Insider news & Analysis in Iran

Several candidates have dropped out of the presidential election to be held in Iran on May 19.  In effect, this makes it a race between two strong candidates, incumbent President Rouhani and Ebrahim Raisi.

“This can be the result of a conclusion reached by the hardliner camp from the 2013 presidential election where their chances were hurt with none of their candidates willing to step aside in favor of their all-out interests.” Heshmat Alavi writes in an article for Al Arabiya.

Last Tuesday, Tehran Mayor Mohammad Bagher Ghalibaf made an early, and unexpected exit from Iran’s presidential election.

Conservative former minister of culture and Islamic guidance Mostafa Mir-Salim will likely follow. Most think that he had little chance in the polls. He was one of the three “hardliners” set to run against three so-called “moderates/reformists”.

The Vice President, Eshagh Jahangiri, after challenging the “hardline” rivals head on in the debates and taking the hits for Rouhani, did what was expected, by stepping aside on Monday.

Rallying behind Ebrahim Raisi will now be those loyal to Khamenei, as he is an insider figure with the Supreme Leader’s support, according to Alavi. Known as the “massacre ayatollah” inside Iran, Raisi has served the judiciary for three decades, has sent thousands to be executed, and was a participant in the summer 1988 massacre of over 30,000 political prisoners, mostly members and supporters of the Iranian opposition group, People's Mojahedin Organization of Iran (PMOI/MEK).

Rouhani, the “moderate”,  has nothing to present to the Iranian voter, according to Alavi. “He has failed to inject any new life into the economy and provide for the average Iranian after the nuclear deal, and yet tens of billions of dollars are spent on:

a) The regime’s meddling across the region, mainly in Syria

b) The ballistic missile drive

c) The domestic crackdown machine

d) The nuclear program that was supposed to be curbed” 

During the past four years Rouhani has also presided over 3,000 executions. 

Raisi will probably be selected by the regime.
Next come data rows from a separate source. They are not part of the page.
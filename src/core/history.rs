//! The transition log backing undo.
//!
//! Every state the machine enters is appended here in order, starting
//! with the initial state. `rollback` is the undo primitive: it needs
//! at least two entries, the current state plus one to fall back to.

use super::state::State;
use chrono::{DateTime, Utc};
use serde::{Deserialize, Serialize};
use std::time::Duration;

/// One log entry: a state and when it was entered.
#[derive(Clone, Copy, Debug, Serialize, Deserialize)]
pub struct LogEntry {
    /// The state that was entered
    pub state: State,
    /// When it was entered
    pub entered_at: DateTime<Utc>,
}

/// Chronological log of every state entered.
///
/// # Example
///
/// ```rust
/// use daycycle::{State, TransitionLog};
///
/// let mut log = TransitionLog::seeded(State::Normal);
/// log.enter(State::Busy);
///
/// assert_eq!(log.states(), vec![State::Normal, State::Busy]);
/// assert_eq!(log.rollback(), Some(State::Normal));
/// assert_eq!(log.len(), 1);
/// ```
#[derive(Clone, Debug, Default, Serialize, Deserialize)]
pub struct TransitionLog {
    entries: Vec<LogEntry>,
}

impl TransitionLog {
    /// Create a new empty log.
    pub fn new() -> Self {
        Self {
            entries: Vec::new(),
        }
    }

    /// Create a log seeded with the machine's initial state.
    pub fn seeded(initial: State) -> Self {
        let mut log = Self::new();
        log.enter(initial);
        log
    }

    /// Append a newly entered state, stamped with the current time.
    pub fn enter(&mut self, state: State) {
        self.entries.push(LogEntry {
            state,
            entered_at: Utc::now(),
        });
    }

    /// Drop the newest entry and return the state of the entry before it.
    ///
    /// Returns `None` without mutating unless the log has at least two
    /// entries.
    pub fn rollback(&mut self) -> Option<State> {
        if self.entries.len() < 2 {
            return None;
        }
        self.entries.pop();
        self.entries.last().map(|entry| entry.state)
    }

    /// Empty the log entirely, with no re-seed.
    ///
    /// The next `rollback` fails until at least two new entries
    /// accumulate.
    pub fn clear(&mut self) {
        self.entries.clear();
    }

    /// Number of entries in the log.
    pub fn len(&self) -> usize {
        self.entries.len()
    }

    /// Whether the log holds no entries.
    pub fn is_empty(&self) -> bool {
        self.entries.is_empty()
    }

    /// All entries in chronological order.
    pub fn entries(&self) -> &[LogEntry] {
        &self.entries
    }

    /// The path of states traversed, oldest first.
    pub fn states(&self) -> Vec<State> {
        self.entries.iter().map(|entry| entry.state).collect()
    }

    /// The newest logged state, if any.
    pub fn last_state(&self) -> Option<State> {
        self.entries.last().map(|entry| entry.state)
    }

    /// Elapsed time between the first and last entry.
    ///
    /// Returns `None` on an empty log.
    pub fn duration(&self) -> Option<Duration> {
        match (self.entries.first(), self.entries.last()) {
            (Some(first), Some(last)) => last
                .entered_at
                .signed_duration_since(first.entered_at)
                .to_std()
                .ok(),
            _ => None,
        }
    }
}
Alavi asks,  “Would Khamenei have even entered Raisi into the race if he had any hesitations about the outcome?” He interprets The Supreme Leader’s recent remarks as warnings to Rouhani, especially when he warned that any “disruptor of the process will receive a slap in the face.”

However, a complete “engineering” of the election will not be an easy task for Khamenei, as there are divides in the regime’s senior ranks. “Parliament Speaker Ali Larijani, a former principalist, and Ali-Akbar Nategh-Nouri, a close confidant of Khamenei, have placed their weight behind Rouhani,” Alavi writes.
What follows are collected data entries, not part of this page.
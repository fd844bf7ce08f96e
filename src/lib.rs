//! Daycycle: a daily-routine state machine with linear undo/redo
//!
//! Daycycle models a fixed four-state day (`normal`, `busy`, `hungry`,
//! `sleeping`) driven by named events (`study`, `get_tired`,
//! `get_hungry`, `eat`, `get_up`). Every state entered is appended to a
//! transition log, and the log backs a linear undo/redo: `undo` steps
//! back through it one state at a time, `redo` restores what `undo`
//! displaced until a fresh transition forfeits the replay.
//!
//! # Core Concepts
//!
//! - **State**: one of the four fixed domain states
//! - **Event**: a named trigger dispatched through a static table
//! - **Transition log**: chronological record of states entered, the
//!   undo source
//! - **Cancel stack**: LIFO buffer of undone states, the redo source
//!
//! # Example
//!
//! ```rust
//! use daycycle::{Event, Fsm, FsmConfig, State};
//!
//! let mut fsm = Fsm::new(FsmConfig::standard())?;
//!
//! fsm.trigger(Event::Study)?; // normal -> busy
//! fsm.trigger(Event::GetHungry)?; // busy -> hungry
//! fsm.trigger(Event::Eat)?; // hungry -> normal
//! assert_eq!(fsm.state(), State::Normal);
//!
//! assert!(fsm.undo()); // back to hungry
//! assert_eq!(fsm.state(), State::Hungry);
//! assert!(fsm.redo()); // forward to normal again
//! assert_eq!(fsm.state(), State::Normal);
//! # Ok::<(), Box<dyn std::error::Error>>(())
//! ```

pub mod core;
pub mod machine;

// Re-export commonly used types
pub use self::core::{Event, LogEntry, State, TransitionLog};
pub use self::machine::{ConfigError, Fsm, FsmConfig, StateConfig, TransitionError};
//! HTTP request handlers for API endpoints.
//!
//! Each handler module corresponds to a logical grouping of endpoints.

pub mod analytics;
pub mod health;
pub mod links;
pub mod redirect;

pub use analytics::analytics_handler;
pub use health::health_handler;
pub use links::{create_link_handler, my_links_handler};
pub use redirect::redirect_handler;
In a surprising twist to the 2017 election, Khamenei’s camp is using social media. Although Twitter is officially banned in Iran, the candidates are using it, and also the messaging app, Telegram, which has over 20 million users in Iran. The younger generation who make up a very large percentage of Iran’s population, and this is an attempt to garner their support. 

Activists inside the country, have braved many risks to spread the message of Iranian opposition leader Maryam Rajavi, especially those connected with the PMOI/MEK. If arrested, they will likely be tortured and probably executed, as any support for the PMOI/MEK inside Iran is considered the crossing of a major red line.

In the end, it doesn’t really matter who wins the vote, according to The New York Post.

“Fact is, in Iran the question isn’t who gets the most votes, but who’s counting them. And those counting them this year clearly favor Raisi, a hardliner judge. All this seems to guarantee the next few years will be filled with hostility and provocations directed toward America from Tehran. Indeed, even if Rouhani gets another presidential term, it’s already clear: The age of phony smiles between America and Iran is now over,” they write.